The novel is in many ways, as the Orthodox professor Donald Sheehan noted, about self-emptying in faith versus modern emphasis on self-assertion. In that, the love from the Elder Zosima is transmitted to Alyosha, and from him to the boys he addresses after the funeral.

Elder Zosima’s repose; an illustration by Alice Neel from The Brothers Karamazov

Such a life-changing memory of the funeral gathering is personal as Dostoevsky portrays it, ultimately leading to the real source of our personhood in the God-man Jesus Christ. Persons of holiness implant such memories in us, to the glory of God, as icons of Christ for us in our lives.
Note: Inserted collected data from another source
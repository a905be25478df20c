use std::path::PathBuf;

use clap::{ArgAction, Parser};
use engine::CursorKind;
use rng::Generator;

/// rowsum command-line interface
#[derive(Parser, Debug)]
#[command(
    name = "rowsum",
    version,
    about = "Sum a matrix in parallel with static or dynamic row partitioning"
)]
pub struct Cli {
    /// Use dynamic load balancing (default: static)
    #[arg(short = 'd', long = "dynamic", env = "ROWSUM_DYNAMIC")]
    pub dynamic: bool,

    /// Number of worker threads, clamped to [2, available parallelism] (default: 2)
    #[arg(short = 't', long = "threads", env = "ROWSUM_THREADS")]
    pub threads: Option<usize>,

    /// Matrix rows (default: 1000)
    #[arg(long, env = "ROWSUM_ROWS")]
    pub rows: Option<usize>,

    /// Matrix columns (default: 100)
    #[arg(long, env = "ROWSUM_COLS")]
    pub cols: Option<usize>,

    /// Seed for matrix population, decimal or 0x-prefixed hex (default: 0x1234)
    #[arg(long, env = "ROWSUM_SEED", value_parser = parse_seed)]
    pub seed: Option<u64>,

    /// Cell generator: lcg or chacha (default: lcg)
    #[arg(long, env = "ROWSUM_GENERATOR")]
    pub generator: Option<Generator>,

    /// Shared cursor for dynamic balancing: locked or atomic (default: locked)
    #[arg(long, env = "ROWSUM_CURSOR")]
    pub cursor: Option<CursorKind>,

    /// Rows claimed per dynamic cursor operation (default: 1)
    #[arg(long, env = "ROWSUM_CHUNK")]
    pub chunk: Option<usize>,

    /// Record and print the rows each worker summed
    #[arg(long)]
    pub trace_rows: bool,

    /// Check the result against a sequential sum
    #[arg(long)]
    pub verify: bool,

    /// Print the report as JSON
    #[arg(long)]
    pub json: bool,

    /// TOML file with default settings; flags and env vars take precedence
    #[arg(long, env = "ROWSUM_CONFIG")]
    pub config: Option<PathBuf>,

    /// More log output (repeatable)
    #[arg(short = 'v', long = "verbose", action = ArgAction::Count, conflicts_with = "quiet")]
    pub verbose: u8,

    /// Only log warnings and errors
    #[arg(short = 'q', long = "quiet")]
    pub quiet: bool,
}

fn parse_seed(s: &str) -> Result<u64, String> {
    let parsed = match s.strip_prefix("0x").or_else(|| s.strip_prefix("0X")) {
        Some(hex) => u64::from_str_radix(hex, 16),
        None => s.parse::<u64>(),
    };
    parsed.map_err(|e| format!("invalid seed '{s}': {e}"))
}
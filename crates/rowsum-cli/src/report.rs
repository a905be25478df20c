//! Renders a finished run for stdout.

use std::io::{self, Write};

use engine::{Coverage, RunReport, Verification};
use rng::Generator;

use crate::settings::Settings;

#[derive(serde::Serialize)]
struct JsonReport<'a> {
    seed: u64,
    generator: Generator,
    #[serde(flatten)]
    report: &'a RunReport,
    #[serde(skip_serializing_if = "Option::is_none")]
    verification: Option<&'a Verification>,
    #[serde(skip_serializing_if = "Option::is_none")]
    coverage: Option<&'a Coverage>,
}

pub struct Outcome<'a> {
    pub settings: &'a Settings,
    pub report: &'a RunReport,
    pub verification: Option<&'a Verification>,
    pub coverage: Option<&'a Coverage>,
}

impl Outcome<'_> {
    /// False when a requested check found a mismatch.
    pub fn passed(&self) -> bool {
        let sums_ok = self.verification.map_or(true, Verification::passed);
        let rows_ok = !self.settings.verify || self.coverage.map_or(true, Coverage::is_exact);
        sums_ok && rows_ok
    }

    pub fn write_text(&self, out: &mut impl Write) -> io::Result<()> {
        let config = &self.report.config;
        write!(
            out,
            "strategy={} threads={} rows={} cols={} seed={:#x} generator={}",
            config.strategy, config.threads, self.report.rows, self.report.cols,
            self.settings.seed, self.settings.generator,
        )?;
        if config.strategy == engine::Strategy::Dynamic {
            write!(out, " cursor={} chunk={}", config.cursor, config.chunk)?;
        }
        writeln!(out)?;

        for worker in &self.report.workers {
            write!(
                out,
                "worker {}: rows={} sum={}",
                worker.tid, worker.rows_processed, worker.partial_sum
            )?;
            if let Some(rows) = &worker.claimed_rows {
                write!(out, " claimed={rows:?}")?;
            }
            writeln!(out)?;
        }

        writeln!(
            out,
            "total: rows={} sum={} elapsed={:?}",
            self.report.aggregate.total_rows_processed,
            self.report.aggregate.gross_sum,
            self.report.elapsed,
        )?;

        if let Some(coverage) = self.coverage.filter(|c| !c.is_exact()) {
            writeln!(
                out,
                "coverage: missing={:?} duplicated={:?} out_of_range={:?}",
                coverage.missing, coverage.duplicated, coverage.out_of_range
            )?;
        }
        if self.verification.is_some() {
            let verdict = if self.passed() { "PASSED" } else { "FAILED" };
            writeln!(out, "verification: {verdict}")?;
        }
        Ok(())
    }

    pub fn write_json(&self, out: &mut impl Write) -> io::Result<()> {
        let json = JsonReport {
            seed: self.settings.seed,
            generator: self.settings.generator,
            report: self.report,
            verification: self.verification,
            coverage: self.coverage,
        };
        serde_json::to_writer_pretty(&mut *out, &json)?;
        writeln!(out)
    }
}
use derive_builder::Builder;

use crate::cursor::CursorKind;
use crate::error::EngineError;
use crate::partition::Strategy;

/// How one run splits the matrix across threads.
///
/// ```
/// use rowsum_engine::{EngineConfig, Strategy};
///
/// let config = EngineConfig::builder()
///     .threads(4)
///     .strategy(Strategy::Dynamic)
///     .build()
///     .unwrap();
/// assert_eq!(config.chunk, 1);
/// ```
#[derive(Debug, Clone, PartialEq, Eq, Builder, serde::Serialize)]
#[builder(build_fn(validate = "Self::validate", error = "EngineError"))]
pub struct EngineConfig {
    pub threads: usize,

    #[builder(default)]
    pub strategy: Strategy,

    /// Cursor implementation used by the dynamic strategy
    #[builder(default)]
    pub cursor: CursorKind,

    /// Rows per dynamic claim; the static strategy ignores it
    #[builder(default = "1")]
    pub chunk: usize,

    /// Keep the claimed row indices in each worker state
    #[builder(default)]
    pub record_rows: bool,
}

impl EngineConfig {
    pub fn builder() -> EngineConfigBuilder {
        EngineConfigBuilder::default()
    }
}

impl EngineConfigBuilder {
    fn validate(&self) -> Result<(), EngineError> {
        if self.threads == Some(0) {
            return Err(EngineError::ZeroThreads);
        }
        if self.chunk == Some(0) {
            return Err(EngineError::ZeroChunk);
        }
        Ok(())
    }
}

#[cfg(test)]
mod tests {
    use super::*;

    #[test]
    fn test_defaults() {
        let config = EngineConfig::builder().threads(2).build().unwrap();
        assert_eq!(config.strategy, Strategy::Static);
        assert_eq!(config.cursor, CursorKind::Locked);
        assert_eq!(config.chunk, 1);
        assert!(!config.record_rows);
    }

    #[test]
    fn test_zero_threads_rejected() {
        let err = EngineConfig::builder().threads(0).build().unwrap_err();
        assert!(matches!(err, EngineError::ZeroThreads));
    }

    #[test]
    fn test_zero_chunk_rejected() {
        let err = EngineConfig::builder().threads(1).chunk(0).build().unwrap_err();
        assert!(matches!(err, EngineError::ZeroChunk));
    }

    #[test]
    fn test_threads_required() {
        let err = EngineConfig::builder().build().unwrap_err();
        assert!(matches!(err, EngineError::MissingSetting("threads")));
    }
}
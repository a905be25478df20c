use core::ops::Range;

use tracing::info;

use crate::matrix::{accumulate, Matrix};
use crate::partition::RowSource;

/// Per-worker result, written only by the worker that owns it.
#[derive(Debug, Clone, Default, PartialEq, Eq, serde::Serialize)]
pub struct WorkerState {
    pub tid: usize,
    pub rows_processed: usize,
    pub partial_sum: u64,
    /// Rows in the order they were summed; only kept when row tracing is on.
    #[serde(skip_serializing_if = "Option::is_none")]
    pub claimed_rows: Option<Vec<usize>>,
}

impl WorkerState {
    pub fn new(tid: usize, record_rows: bool) -> Self {
        Self {
            tid,
            claimed_rows: record_rows.then(Vec::new),
            ..Default::default()
        }
    }

    fn absorb(&mut self, matrix: &Matrix, rows: Range<usize>) {
        for row in rows {
            self.partial_sum = accumulate(self.partial_sum, matrix.row(row));
            self.rows_processed += 1;
            if let Some(claimed) = self.claimed_rows.as_mut() {
                claimed.push(row);
            }
        }
    }
}

/// Drains `source` into `state` until it reports no more work.
pub fn run_worker<S: RowSource>(matrix: &Matrix, mut source: S, state: &mut WorkerState) {
    info!(tid = state.tid, "worker starting");

    while let Some(rows) = source.next_rows() {
        state.absorb(matrix, rows);
    }

    info!(
        tid = state.tid,
        rows = state.rows_processed,
        sum = state.partial_sum,
        "worker ending"
    );
}
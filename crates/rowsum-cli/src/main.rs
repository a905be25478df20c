//! Parallel matrix reduction demo.
//!
//! Populates a seeded matrix, sums it with one thread per worker using either
//! static (round-robin) or dynamic (shared cursor) row partitioning, and
//! prints each worker's share alongside the grand total.

mod cli;
mod logging;
mod report;
mod settings;

use std::io;
use std::process::ExitCode;

use anyhow::Context;
use clap::{CommandFactory, Parser};
use engine::{Coverage, Matrix, Verification};
use rng::CellSource;
use tracing::{debug, error, info};

use crate::cli::Cli;
use crate::report::Outcome;
use crate::settings::{ConfigError, FileConfig, Settings};

/// Invalid configuration or usage.
const EXIT_USAGE: u8 = 1;
/// The run itself failed, or a requested verification did not pass.
const EXIT_RUN_FAILURE: u8 = 2;

fn available_parallelism() -> usize {
    std::thread::available_parallelism().map_or(1, |n| n.get())
}

/// Runs one reduction; `Ok(false)` means a requested check did not pass.
fn run(cli: Cli) -> anyhow::Result<bool> {
    let available = available_parallelism();
    info!("{available} concurrent threads supported");

    let file = match &cli.config {
        Some(path) => FileConfig::load(path)?,
        None => FileConfig::default(),
    };
    let settings = Settings::resolve(&cli, file, available)?;

    let mut source = settings.generator.seeded(settings.seed);
    let matrix = Matrix::generate(settings.rows, settings.cols, || source.next_cell())
        .map_err(ConfigError::from)?;
    debug!(
        rows = settings.rows,
        cols = settings.cols,
        seed = settings.seed,
        generator = %settings.generator,
        "matrix populated"
    );

    let report = engine::run(&matrix, &settings.engine).context("parallel reduction failed")?;
    let verification = settings
        .verify
        .then(|| Verification::check(&matrix, &report));
    let coverage = Coverage::of(&report);

    let outcome = Outcome {
        settings: &settings,
        report: &report,
        verification: verification.as_ref(),
        coverage: coverage.as_ref(),
    };

    let mut out = io::stdout().lock();
    let written = if settings.json {
        outcome.write_json(&mut out)
    } else {
        outcome.write_text(&mut out)
    };
    written.context("failed to write report")?;

    let passed = outcome.passed();
    if !passed {
        error!("verification failed");
    }
    Ok(passed)
}

/// `--help` and `--version` surface as clap errors but are not failures.
fn usage_exit_code(err: &clap::Error) -> u8 {
    if err.use_stderr() {
        EXIT_USAGE
    } else {
        0
    }
}

fn exit_code(result: &anyhow::Result<bool>) -> u8 {
    match result {
        Ok(true) => 0,
        Ok(false) => EXIT_RUN_FAILURE,
        Err(err) if err.downcast_ref::<ConfigError>().is_some() => EXIT_USAGE,
        Err(_) => EXIT_RUN_FAILURE,
    }
}

fn main() -> ExitCode {
    let cli = match Cli::try_parse() {
        Ok(cli) => cli,
        Err(err) => {
            let _ = err.print();
            return ExitCode::from(usage_exit_code(&err));
        }
    };

    logging::init(cli.verbose, cli.quiet);

    let result = run(cli);
    if let Err(err) = &result {
        error!("{err:#}");
    }
    let code = exit_code(&result);
    if code == EXIT_USAGE {
        eprintln!("{}", Cli::command().render_usage());
    }
    ExitCode::from(code)
}
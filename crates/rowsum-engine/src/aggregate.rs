use crate::worker::WorkerState;

#[derive(Debug, Clone, Copy, Default, PartialEq, Eq, serde::Serialize)]
pub struct AggregateResult {
    pub total_rows_processed: usize,
    pub gross_sum: u64,
}

/// Folds joined worker states into the grand total.
pub fn aggregate(states: &[WorkerState]) -> AggregateResult {
    states
        .iter()
        .fold(AggregateResult::default(), |acc, state| AggregateResult {
            total_rows_processed: acc.total_rows_processed + state.rows_processed,
            gross_sum: acc.gross_sum.wrapping_add(state.partial_sum),
        })
}
use super::*;

fn draw<S: CellSource>(source: &mut S, n: usize) -> Vec<i32> {
    (0..n).map(|_| source.next_cell()).collect()
}

#[test]
fn lcg_matches_reference_sequence() {
    // ANSI C reference rand() after srand(1)
    let mut lcg = Lcg::new(1);
    assert_eq!(lcg.next_cell(), 16838);
}

#[test]
fn lcg_output_is_fifteen_bits() {
    let mut lcg = Lcg::new(DEFAULT_SEED);
    assert!(draw(&mut lcg, 10_000).iter().all(|v| (0..=0x7fff).contains(v)));
}

#[test]
fn chacha_output_is_non_negative() {
    let mut chacha = ChaCha::new(DEFAULT_SEED);
    assert!(draw(&mut chacha, 10_000).iter().all(|v| *v >= 0));
}

#[test]
fn same_seed_same_stream() {
    for generator in [Generator::Lcg, Generator::ChaCha] {
        let a = draw(&mut generator.seeded(42), 256);
        let b = draw(&mut generator.seeded(42), 256);
        assert_eq!(a, b, "{generator} is not deterministic");
    }
}

#[test]
fn different_seeds_diverge() {
    for generator in [Generator::Lcg, Generator::ChaCha] {
        let a = draw(&mut generator.seeded(1), 64);
        let b = draw(&mut generator.seeded(2), 64);
        assert_ne!(a, b, "{generator} ignores its seed");
    }
}

#[test]
fn generator_names_round_trip() {
    assert_eq!("lcg".parse::<Generator>(), Ok(Generator::Lcg));
    assert_eq!("ChaCha".parse::<Generator>(), Ok(Generator::ChaCha));
    assert!("mt19937".parse::<Generator>().is_err());
    assert_eq!(Generator::ChaCha.to_string(), "chacha");
}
So, from our childhoods in Orthodoxy, and the childhood of our mission, we honor the memory of our Church’s father Metropolitan Hilarion. He helped guide the birth of this mission and of our lives in the Body of Christ here. We take a memory together today from his kindness in offering us a nurturing shelter as exiles from the world and from turmoil even within the larger Orthodox Church. We take that memory to apply now in our lives and pass forward to others, too, as we grow in Orthodoxy and as we unworthily become, God willing, influencers for good to others also young in Orthodoxy. Dear brothers and sisters, our best remembering of Vladyka is to live those qualities of Jesus Christ we venerate in his life, that his memory may be eternal and shine brightly between God and us, from this time in the joyous Resurrection season, on now to the path toward Pentecost, and unto the Ages of Ages, Amen. For Christ is Risen! Indeed He is Risen!